START DATASET EXCERPTS
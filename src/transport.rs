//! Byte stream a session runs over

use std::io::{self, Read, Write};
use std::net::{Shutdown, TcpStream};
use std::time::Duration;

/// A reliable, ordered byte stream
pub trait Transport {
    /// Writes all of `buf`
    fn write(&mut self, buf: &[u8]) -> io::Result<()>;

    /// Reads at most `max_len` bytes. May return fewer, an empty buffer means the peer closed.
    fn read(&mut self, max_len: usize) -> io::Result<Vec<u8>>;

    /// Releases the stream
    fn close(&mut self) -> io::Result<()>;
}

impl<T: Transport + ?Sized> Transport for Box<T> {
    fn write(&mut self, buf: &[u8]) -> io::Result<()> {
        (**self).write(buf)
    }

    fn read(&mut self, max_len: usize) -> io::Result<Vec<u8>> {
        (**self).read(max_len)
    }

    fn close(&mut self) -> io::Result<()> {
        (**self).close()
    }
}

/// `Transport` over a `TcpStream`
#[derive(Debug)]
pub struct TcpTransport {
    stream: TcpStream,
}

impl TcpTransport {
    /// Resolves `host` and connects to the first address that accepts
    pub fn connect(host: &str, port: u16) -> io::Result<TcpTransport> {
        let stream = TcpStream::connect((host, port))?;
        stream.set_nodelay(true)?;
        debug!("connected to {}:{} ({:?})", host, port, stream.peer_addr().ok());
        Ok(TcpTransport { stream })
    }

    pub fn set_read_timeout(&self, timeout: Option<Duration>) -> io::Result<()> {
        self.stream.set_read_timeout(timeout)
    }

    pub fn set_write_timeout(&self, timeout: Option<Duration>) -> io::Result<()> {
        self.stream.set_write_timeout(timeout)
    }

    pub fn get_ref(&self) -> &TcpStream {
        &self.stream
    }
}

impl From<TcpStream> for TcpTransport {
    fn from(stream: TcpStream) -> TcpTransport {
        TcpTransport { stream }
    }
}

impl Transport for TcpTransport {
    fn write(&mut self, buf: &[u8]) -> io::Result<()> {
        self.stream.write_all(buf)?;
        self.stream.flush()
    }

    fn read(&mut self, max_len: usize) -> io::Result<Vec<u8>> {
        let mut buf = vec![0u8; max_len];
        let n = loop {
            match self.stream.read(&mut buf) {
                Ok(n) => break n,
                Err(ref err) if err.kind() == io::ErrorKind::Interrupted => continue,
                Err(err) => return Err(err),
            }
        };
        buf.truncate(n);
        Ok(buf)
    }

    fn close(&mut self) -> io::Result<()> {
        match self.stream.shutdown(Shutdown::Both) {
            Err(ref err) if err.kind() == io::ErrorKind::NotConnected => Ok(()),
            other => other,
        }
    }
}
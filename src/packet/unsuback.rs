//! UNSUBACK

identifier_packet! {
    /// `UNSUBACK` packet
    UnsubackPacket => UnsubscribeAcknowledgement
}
END DATASET EXCERPTS
DESCRIPTION OF THE TASK =>
Every line above in which the word "kind" occurs is to be copied.

RESPONSE AREA =>
                Err(ref err) if err.kind() == io::ErrorKind::Interrupted => continue,
            Err(ref err) if err.kind() == io::ErrorKind::NotConnected => Ok(()),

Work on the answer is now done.